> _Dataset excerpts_
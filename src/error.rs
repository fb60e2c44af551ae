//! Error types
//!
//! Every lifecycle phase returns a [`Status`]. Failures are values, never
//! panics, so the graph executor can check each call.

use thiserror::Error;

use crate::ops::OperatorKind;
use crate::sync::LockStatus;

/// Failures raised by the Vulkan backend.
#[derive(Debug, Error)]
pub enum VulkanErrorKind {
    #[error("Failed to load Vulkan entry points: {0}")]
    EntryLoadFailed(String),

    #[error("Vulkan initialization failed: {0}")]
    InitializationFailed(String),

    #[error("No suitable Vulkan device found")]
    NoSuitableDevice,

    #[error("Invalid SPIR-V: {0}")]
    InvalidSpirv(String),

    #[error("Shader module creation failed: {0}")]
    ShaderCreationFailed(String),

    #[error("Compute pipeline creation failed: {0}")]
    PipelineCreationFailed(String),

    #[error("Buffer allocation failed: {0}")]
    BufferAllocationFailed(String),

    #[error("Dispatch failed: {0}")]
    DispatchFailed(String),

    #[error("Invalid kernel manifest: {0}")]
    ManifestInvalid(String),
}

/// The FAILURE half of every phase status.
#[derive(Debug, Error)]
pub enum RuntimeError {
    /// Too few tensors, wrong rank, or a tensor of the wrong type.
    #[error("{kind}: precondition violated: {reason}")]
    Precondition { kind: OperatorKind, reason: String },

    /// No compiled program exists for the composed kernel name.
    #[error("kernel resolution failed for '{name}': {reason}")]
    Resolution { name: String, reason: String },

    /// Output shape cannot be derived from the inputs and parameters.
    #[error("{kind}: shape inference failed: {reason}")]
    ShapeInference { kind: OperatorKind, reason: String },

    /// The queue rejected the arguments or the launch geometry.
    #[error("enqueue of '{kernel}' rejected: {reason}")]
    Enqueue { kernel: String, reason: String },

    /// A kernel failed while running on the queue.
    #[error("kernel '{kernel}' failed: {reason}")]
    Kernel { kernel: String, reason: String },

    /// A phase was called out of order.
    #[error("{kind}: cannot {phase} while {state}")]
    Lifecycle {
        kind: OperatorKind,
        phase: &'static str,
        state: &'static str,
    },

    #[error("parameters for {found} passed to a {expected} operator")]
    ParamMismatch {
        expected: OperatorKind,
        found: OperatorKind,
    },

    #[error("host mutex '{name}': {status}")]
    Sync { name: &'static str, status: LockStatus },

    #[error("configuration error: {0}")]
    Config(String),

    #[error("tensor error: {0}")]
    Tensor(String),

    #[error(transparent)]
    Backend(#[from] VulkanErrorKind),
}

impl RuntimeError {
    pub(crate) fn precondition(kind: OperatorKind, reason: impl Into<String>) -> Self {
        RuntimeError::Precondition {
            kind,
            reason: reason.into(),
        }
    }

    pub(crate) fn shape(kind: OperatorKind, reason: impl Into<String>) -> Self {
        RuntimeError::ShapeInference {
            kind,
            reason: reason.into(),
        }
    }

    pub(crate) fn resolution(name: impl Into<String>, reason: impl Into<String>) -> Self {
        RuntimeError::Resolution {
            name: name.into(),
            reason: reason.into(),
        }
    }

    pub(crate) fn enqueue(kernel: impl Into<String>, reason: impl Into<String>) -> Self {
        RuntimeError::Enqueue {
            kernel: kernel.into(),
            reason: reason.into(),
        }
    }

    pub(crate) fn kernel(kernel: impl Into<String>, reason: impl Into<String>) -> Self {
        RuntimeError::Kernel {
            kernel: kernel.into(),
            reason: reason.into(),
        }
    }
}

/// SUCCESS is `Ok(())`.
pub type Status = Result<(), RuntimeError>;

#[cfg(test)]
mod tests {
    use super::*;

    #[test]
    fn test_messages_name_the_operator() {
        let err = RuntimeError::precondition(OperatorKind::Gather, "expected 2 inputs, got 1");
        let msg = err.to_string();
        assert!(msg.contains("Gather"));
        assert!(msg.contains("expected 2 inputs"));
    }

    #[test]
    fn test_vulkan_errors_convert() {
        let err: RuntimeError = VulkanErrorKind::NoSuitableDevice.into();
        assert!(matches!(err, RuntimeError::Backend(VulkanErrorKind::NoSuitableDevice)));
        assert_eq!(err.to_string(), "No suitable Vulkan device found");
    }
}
...
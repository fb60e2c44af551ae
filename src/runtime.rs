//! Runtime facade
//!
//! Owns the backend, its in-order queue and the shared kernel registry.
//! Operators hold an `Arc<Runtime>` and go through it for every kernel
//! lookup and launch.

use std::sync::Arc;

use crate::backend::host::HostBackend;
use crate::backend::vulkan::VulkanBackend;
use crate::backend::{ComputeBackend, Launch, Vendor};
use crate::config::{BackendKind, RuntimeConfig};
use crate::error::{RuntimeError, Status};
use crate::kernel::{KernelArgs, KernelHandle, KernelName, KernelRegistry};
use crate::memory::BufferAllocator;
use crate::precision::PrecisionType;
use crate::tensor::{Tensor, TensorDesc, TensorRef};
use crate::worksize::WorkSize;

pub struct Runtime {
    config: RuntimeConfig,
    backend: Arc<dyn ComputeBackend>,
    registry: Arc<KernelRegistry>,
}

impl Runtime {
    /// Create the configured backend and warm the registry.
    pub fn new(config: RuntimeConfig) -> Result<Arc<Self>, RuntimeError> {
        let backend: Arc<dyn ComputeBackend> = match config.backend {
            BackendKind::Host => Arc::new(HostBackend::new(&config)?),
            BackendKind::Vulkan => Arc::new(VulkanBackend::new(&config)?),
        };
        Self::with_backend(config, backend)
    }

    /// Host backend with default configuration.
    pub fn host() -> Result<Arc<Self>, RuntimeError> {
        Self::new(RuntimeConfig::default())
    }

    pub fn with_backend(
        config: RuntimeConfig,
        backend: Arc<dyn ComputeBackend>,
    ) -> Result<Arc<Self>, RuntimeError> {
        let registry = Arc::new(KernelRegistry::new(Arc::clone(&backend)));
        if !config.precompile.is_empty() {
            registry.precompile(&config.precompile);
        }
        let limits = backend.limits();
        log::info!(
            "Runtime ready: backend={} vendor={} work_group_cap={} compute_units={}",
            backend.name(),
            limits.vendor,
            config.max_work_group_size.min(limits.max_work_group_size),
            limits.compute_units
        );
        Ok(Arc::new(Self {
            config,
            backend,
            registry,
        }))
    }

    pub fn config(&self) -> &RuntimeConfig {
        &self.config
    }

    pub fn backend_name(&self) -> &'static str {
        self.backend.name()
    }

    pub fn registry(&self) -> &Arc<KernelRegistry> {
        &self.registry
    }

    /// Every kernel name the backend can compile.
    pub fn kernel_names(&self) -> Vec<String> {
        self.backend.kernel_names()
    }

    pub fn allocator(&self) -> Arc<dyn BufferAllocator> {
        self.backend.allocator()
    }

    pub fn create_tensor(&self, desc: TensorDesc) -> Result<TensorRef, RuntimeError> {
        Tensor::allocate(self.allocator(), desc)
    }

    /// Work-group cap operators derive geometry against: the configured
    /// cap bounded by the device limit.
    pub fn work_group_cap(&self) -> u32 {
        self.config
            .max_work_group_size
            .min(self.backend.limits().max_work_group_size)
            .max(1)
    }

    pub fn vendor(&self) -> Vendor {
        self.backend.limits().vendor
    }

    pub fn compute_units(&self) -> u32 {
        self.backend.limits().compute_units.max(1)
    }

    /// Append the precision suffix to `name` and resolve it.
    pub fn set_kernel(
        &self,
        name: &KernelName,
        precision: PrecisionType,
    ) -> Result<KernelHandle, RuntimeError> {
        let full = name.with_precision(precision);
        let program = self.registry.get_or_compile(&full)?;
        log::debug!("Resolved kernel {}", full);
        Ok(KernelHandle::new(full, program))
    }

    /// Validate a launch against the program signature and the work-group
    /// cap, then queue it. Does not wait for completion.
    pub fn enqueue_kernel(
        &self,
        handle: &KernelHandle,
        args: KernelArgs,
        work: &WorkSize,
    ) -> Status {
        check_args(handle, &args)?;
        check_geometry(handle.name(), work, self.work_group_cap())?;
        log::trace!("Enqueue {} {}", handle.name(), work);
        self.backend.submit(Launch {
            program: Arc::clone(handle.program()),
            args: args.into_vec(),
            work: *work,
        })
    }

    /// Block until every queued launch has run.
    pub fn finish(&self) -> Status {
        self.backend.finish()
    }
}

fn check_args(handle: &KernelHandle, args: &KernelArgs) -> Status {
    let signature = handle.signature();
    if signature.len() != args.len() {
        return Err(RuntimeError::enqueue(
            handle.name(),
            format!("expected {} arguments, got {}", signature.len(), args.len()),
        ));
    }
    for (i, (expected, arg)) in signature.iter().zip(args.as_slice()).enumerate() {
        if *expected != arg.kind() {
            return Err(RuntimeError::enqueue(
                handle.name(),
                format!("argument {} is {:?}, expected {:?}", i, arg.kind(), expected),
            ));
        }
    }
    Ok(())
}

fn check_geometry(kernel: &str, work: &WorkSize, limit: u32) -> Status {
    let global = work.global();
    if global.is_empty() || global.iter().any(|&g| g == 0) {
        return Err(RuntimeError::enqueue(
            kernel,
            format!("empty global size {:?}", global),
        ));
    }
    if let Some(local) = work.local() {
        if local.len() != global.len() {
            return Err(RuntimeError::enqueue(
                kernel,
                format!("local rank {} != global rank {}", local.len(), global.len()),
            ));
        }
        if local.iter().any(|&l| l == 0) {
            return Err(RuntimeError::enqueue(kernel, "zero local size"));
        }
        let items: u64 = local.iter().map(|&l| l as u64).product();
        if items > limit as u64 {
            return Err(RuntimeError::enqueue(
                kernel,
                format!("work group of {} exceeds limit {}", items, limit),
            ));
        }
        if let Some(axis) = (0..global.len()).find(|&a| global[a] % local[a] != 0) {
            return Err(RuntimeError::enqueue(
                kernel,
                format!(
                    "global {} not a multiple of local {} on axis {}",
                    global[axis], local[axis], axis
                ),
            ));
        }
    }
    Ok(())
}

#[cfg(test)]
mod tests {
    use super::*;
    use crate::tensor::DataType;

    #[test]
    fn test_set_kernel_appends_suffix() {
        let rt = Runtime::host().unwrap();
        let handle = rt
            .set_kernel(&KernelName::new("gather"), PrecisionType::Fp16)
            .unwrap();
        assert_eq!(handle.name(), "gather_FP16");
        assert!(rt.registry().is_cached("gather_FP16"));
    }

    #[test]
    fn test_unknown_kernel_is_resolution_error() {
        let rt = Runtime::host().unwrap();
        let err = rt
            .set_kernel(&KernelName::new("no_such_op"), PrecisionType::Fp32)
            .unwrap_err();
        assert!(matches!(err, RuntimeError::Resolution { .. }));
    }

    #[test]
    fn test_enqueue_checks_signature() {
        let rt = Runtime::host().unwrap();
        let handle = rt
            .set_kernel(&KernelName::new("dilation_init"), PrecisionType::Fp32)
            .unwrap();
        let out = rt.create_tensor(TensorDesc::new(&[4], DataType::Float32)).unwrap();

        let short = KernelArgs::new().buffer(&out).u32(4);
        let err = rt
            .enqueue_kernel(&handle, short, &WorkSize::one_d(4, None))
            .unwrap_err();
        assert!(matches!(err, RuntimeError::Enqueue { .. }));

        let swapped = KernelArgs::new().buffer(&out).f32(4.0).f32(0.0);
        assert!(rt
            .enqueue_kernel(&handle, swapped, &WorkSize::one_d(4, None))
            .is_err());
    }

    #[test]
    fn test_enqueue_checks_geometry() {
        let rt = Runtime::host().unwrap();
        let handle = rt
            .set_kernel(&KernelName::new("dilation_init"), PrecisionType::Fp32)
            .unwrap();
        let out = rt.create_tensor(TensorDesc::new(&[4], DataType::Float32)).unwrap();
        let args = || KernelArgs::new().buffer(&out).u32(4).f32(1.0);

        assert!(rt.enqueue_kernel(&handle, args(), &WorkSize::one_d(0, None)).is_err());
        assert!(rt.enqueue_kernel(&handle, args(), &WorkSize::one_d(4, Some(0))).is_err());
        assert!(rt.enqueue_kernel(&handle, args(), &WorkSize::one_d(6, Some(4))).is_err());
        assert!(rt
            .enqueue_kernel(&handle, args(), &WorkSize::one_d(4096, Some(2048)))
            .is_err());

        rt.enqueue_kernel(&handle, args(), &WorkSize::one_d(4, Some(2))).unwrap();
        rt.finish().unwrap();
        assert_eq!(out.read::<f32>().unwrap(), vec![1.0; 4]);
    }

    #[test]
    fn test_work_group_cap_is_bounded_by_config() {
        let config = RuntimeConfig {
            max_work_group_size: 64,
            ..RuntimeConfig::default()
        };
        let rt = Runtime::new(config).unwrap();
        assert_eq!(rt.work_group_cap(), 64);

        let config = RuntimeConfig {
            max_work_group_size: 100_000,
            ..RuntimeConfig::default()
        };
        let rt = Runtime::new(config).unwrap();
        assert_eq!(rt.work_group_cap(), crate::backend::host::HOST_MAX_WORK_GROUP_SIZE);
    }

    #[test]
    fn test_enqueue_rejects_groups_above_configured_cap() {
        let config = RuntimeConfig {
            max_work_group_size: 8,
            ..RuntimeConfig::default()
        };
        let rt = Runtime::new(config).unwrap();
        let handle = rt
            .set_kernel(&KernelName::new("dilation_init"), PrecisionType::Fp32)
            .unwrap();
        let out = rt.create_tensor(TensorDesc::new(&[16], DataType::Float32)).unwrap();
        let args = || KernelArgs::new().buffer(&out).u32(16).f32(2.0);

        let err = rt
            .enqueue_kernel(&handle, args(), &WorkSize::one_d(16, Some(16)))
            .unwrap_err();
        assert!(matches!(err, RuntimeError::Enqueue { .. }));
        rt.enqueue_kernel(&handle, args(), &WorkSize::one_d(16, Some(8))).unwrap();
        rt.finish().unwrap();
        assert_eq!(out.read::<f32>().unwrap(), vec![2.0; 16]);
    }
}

> _WORK INSTRUCTION_
Each line above holding the string "rejected" counts once; please report the total and nothing more.

> _ANSWER BOX_
2